Nessuno, però, inquadra i punti salienti: è accoglienza distribuire coperte alle persone che stazionano all’addiaccio in piazza Libertà e nelle zone limitrofe, salvo poi lasciarle al loro destino? Dov’è il quid pluris umanitario tanto decantato? Perché non si predispongono autonomamente ulteriori spazi per accogliere queste persone?
V’è da considerare, invero, che le istituzioni preposte latitano, nella misura in cui sono anni ormai che si parla di esaurimento di posti nelle strutture e, ogni volta, l’unica soluzione è operare sgomberi che non risolvono affatto la questione, la quale si ripresenta dopo pochissimi giorni, magari poco distante. Il tutto avviene con grande dispendio delle già poche e risicate risorse delle forze dell’ordine, in forte sofferenza a causa del crollo negli organici.
Oltre al danno, la beffa: anziché occuparsi di garantire al massimo la sicurezza dei cittadini e lo svolgimento tempestivo e proficuo delle indagini, molti operatori vengono distolti con operazioni spesso di facciata, che li espongono persino a pesanti critiche, sebbene queste, in molti casi, risultino stereotipate, strumentali e prive di fondamento.

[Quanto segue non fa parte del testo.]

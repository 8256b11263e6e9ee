use std::str::FromStr;

use serde::{Deserialize, Serialize};

/// Icons a group marker may reference by id
#[derive(Clone, Copy, Debug, Deserialize, Eq, PartialEq, Serialize)]
#[serde(rename_all = "lowercase")]
pub enum Icon {
    Sparkles,
    Palette,
    Layers,
    Play,
    Tree,
    Wind,
    Link,
    Waves,
    Star,
    Rotate,
}

impl Icon {
    pub const ALL: [Icon; 10] = [
        Icon::Sparkles,
        Icon::Palette,
        Icon::Layers,
        Icon::Play,
        Icon::Tree,
        Icon::Wind,
        Icon::Link,
        Icon::Waves,
        Icon::Star,
        Icon::Rotate,
    ];

    pub fn id(&self) -> &'static str {
        match self {
            Icon::Sparkles => "sparkles",
            Icon::Palette => "palette",
            Icon::Layers => "layers",
            Icon::Play => "play",
            Icon::Tree => "tree",
            Icon::Wind => "wind",
            Icon::Link => "link",
            Icon::Waves => "waves",
            Icon::Star => "star",
            Icon::Rotate => "rotate",
        }
    }

    /// Single character stand-in for terminals
    pub fn glyph(&self) -> char {
        match self {
            Icon::Sparkles => '✦',
            Icon::Palette => '◐',
            Icon::Layers => '≡',
            Icon::Play => '▶',
            Icon::Tree => '♣',
            Icon::Wind => '≈',
            Icon::Link => '∞',
            Icon::Waves => '∿',
            Icon::Star => '★',
            Icon::Rotate => '↻',
        }
    }

    /// 24x24 stroke icon markup for web frontends
    pub fn svg(&self) -> &'static str {
        match self {
            Icon::Sparkles => concat!(
                r#"<svg viewBox="0 0 24 24" fill="none" stroke="currentColor" stroke-width="2">"#,
                r#"<path d="M12 3l1.5 4.5L18 9l-4.5 1.5L12 15l-1.5-4.5L6 9l4.5-1.5L12 3z"/>"#,
                r#"<path d="M5 19l.5 1.5L7 21l-1.5.5L5 23l-.5-1.5L3 21l1.5-.5L5 19z"/>"#,
                r#"<path d="M19 11l.5 1.5 1.5.5-1.5.5-.5 1.5-.5-1.5L17 13l1.5-.5.5-1.5z"/></svg>"#
            ),
            Icon::Palette => concat!(
                r#"<svg viewBox="0 0 24 24" fill="none" stroke="currentColor" stroke-width="2">"#,
                r#"<circle cx="13.5" cy="6.5" r="2"/><circle cx="17.5" cy="10.5" r="2"/>"#,
                r#"<circle cx="8.5" cy="7.5" r="2"/><circle cx="6.5" cy="12.5" r="2"/>"#,
                r#"<path d="M12 2C6.5 2 2 6.5 2 12s4.5 10 10 10c.93 0 1.75-.67 1.75-1.5 0-.38-.15-.74-.41-1.02-.26-.28-.41-.63-.41-1.01 0-.83.67-1.47 1.5-1.47H16c3.31 0 6-2.69 6-6 0-4.96-4.49-9-10-9z"/></svg>"#
            ),
            Icon::Layers => concat!(
                r#"<svg viewBox="0 0 24 24" fill="none" stroke="currentColor" stroke-width="2">"#,
                r#"<polygon points="12,2 2,7 12,12 22,7"/><polyline points="2,17 12,22 22,17"/>"#,
                r#"<polyline points="2,12 12,17 22,12"/></svg>"#
            ),
            Icon::Play => concat!(
                r#"<svg viewBox="0 0 24 24" fill="none" stroke="currentColor" stroke-width="2">"#,
                r#"<polygon points="5,3 19,12 5,21"/></svg>"#
            ),
            Icon::Tree => concat!(
                r#"<svg viewBox="0 0 24 24" fill="none" stroke="currentColor" stroke-width="2">"#,
                r#"<path d="M12 22v-7"/><path d="M9 9l3-4.5L15 9l-3 4.5L9 9z"/>"#,
                r#"<path d="M6 15l6-9 6 9H6z"/></svg>"#
            ),
            Icon::Wind => concat!(
                r#"<svg viewBox="0 0 24 24" fill="none" stroke="currentColor" stroke-width="2">"#,
                r#"<path d="M9.59 4.59A2 2 0 1 1 11 8H2"/><path d="M12.59 19.41A2 2 0 1 0 14 16H2"/>"#,
                r#"<path d="M17.73 7.73A2.5 2.5 0 1 1 19.5 12H2"/></svg>"#
            ),
            Icon::Link => concat!(
                r#"<svg viewBox="0 0 24 24" fill="none" stroke="currentColor" stroke-width="2">"#,
                r#"<path d="M10 13a5 5 0 0 0 7.54.54l3-3a5 5 0 0 0-7.07-7.07l-1.72 1.71"/>"#,
                r#"<path d="M14 11a5 5 0 0 0-7.54-.54l-3 3a5 5 0 0 0 7.07 7.07l1.71-1.71"/></svg>"#
            ),
            Icon::Waves => concat!(
                r#"<svg viewBox="0 0 24 24" fill="none" stroke="currentColor" stroke-width="2">"#,
                r#"<path d="M2 6c.6.5 1.2 1 2.5 1C7 7 7 5 9.5 5c2.6 0 2.4 2 5 2 2.5 0 2.5-2 5-2 1.3 0 1.9.5 2.5 1"/>"#,
                r#"<path d="M2 12c.6.5 1.2 1 2.5 1 2.5 0 2.5-2 5-2 2.6 0 2.4 2 5 2 2.5 0 2.5-2 5-2 1.3 0 1.9.5 2.5 1"/>"#,
                r#"<path d="M2 18c.6.5 1.2 1 2.5 1 2.5 0 2.5-2 5-2 2.6 0 2.4 2 5 2 2.5 0 2.5-2 5-2 1.3 0 1.9.5 2.5 1"/></svg>"#
            ),
            Icon::Star => concat!(
                r#"<svg viewBox="0 0 24 24" fill="none" stroke="currentColor" stroke-width="2">"#,
                r#"<polygon points="12,2 15.09,8.26 22,9.27 17,14.14 18.18,21.02 12,17.77 5.82,21.02 7,14.14 2,9.27 8.91,8.26"/></svg>"#
            ),
            Icon::Rotate => concat!(
                r#"<svg viewBox="0 0 24 24" fill="none" stroke="currentColor" stroke-width="2">"#,
                r#"<path d="M23 4v6h-6"/><path d="M1 20v-6h6"/>"#,
                r#"<path d="M3.51 9a9 9 0 0 1 14.85-3.36L23 10"/>"#,
                r#"<path d="M20.49 15a9 9 0 0 1-14.85 3.36L1 14"/></svg>"#
            ),
        }
    }
}

impl FromStr for Icon {
    type Err = String;

    fn from_str(s: &str) -> Result<Self, Self::Err> {
        Icon::ALL
            .iter()
            .find(|icon| icon.id() == s)
            .copied()
            .ok_or_else(|| format!("unknown icon: {}", s))
    }
}

#[cfg(test)]
mod tests {
    use super::*;

    #[test]
    fn test_ids_round_trip_through_from_str() {
        for icon in Icon::ALL {
            assert_eq!(icon.id().parse::<Icon>(), Ok(icon));
            assert!(icon.svg().starts_with("<svg"));
            assert!(icon.svg().ends_with("</svg>"));
        }
        assert!("gear".parse::<Icon>().is_err());
    }
}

Gli istituti d’accoglienza facciano uno sforzo per garantire più posti letto, magari rivedendo le loro richieste economiche; le istituzioni preposte, al contempo, non rimangano inerti e provvedano a trovare soluzioni adeguate; le forze politiche d’opposizione propongano alternative valide. Solo così si restituirà alle forze dell’ordine la possibilità di garantire sicurezza ai cittadini.